DIRECTIONS FOR THIS TASK: Give the listing again, word for word.
··········
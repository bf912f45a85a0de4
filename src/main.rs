use clap::Parser;
use ganttline::cli::commands::Cli;
use ganttline::cli::handlers;
use tracing_subscriber::{EnvFilter, fmt, prelude::*};

fn main() {
    // Logging is opt-in via RUST_LOG; a bad filter must not break the CLI.
    let filter = std::env::var("RUST_LOG")
        .ok()
        .and_then(|raw| {
            let raw = raw.trim();
            if raw.is_empty() {
                return None;
            }
            EnvFilter::try_new(raw).ok()
        })
        .unwrap_or_else(|| EnvFilter::new("off"));

    tracing_subscriber::registry()
        .with(fmt::layer().with_writer(std::io::stderr))
        .with(filter)
        .init();

    let cli = Cli::parse();
    if let Err(e) = handlers::dispatch(cli) {
        eprintln!("error: {}", e);
        std::process::exit(1);
    }
}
··········
REPLY:
repository bf912f45a85a0de4
filename src/main.rs
use clap::Parser;
use ganttline::cli::commands::Cli;
use ganttline::cli::handlers;
use tracing_subscriber::{EnvFilter, fmt, prelude::*};

fn main() {
    // Logging is opt-in via RUST_LOG; a bad filter must not break the CLI.
    let filter = std::env::var("RUST_LOG")
        .ok()
        .and_then(|raw| {
            let raw = raw.trim();
            if raw.is_empty() {
                return None;
            }
            EnvFilter::try_new(raw).ok()
        })
        .unwrap_or_else(|| EnvFilter::new("off"));

    tracing_subscriber::registry()
        .with(fmt::layer().with_writer(std::io::stderr))
        .with(filter)
        .init();

    let cli = Cli::parse();
    if let Err(e) = handlers::dispatch(cli) {
        eprintln!("error: {}", e);
        std::process::exit(1);
    }
}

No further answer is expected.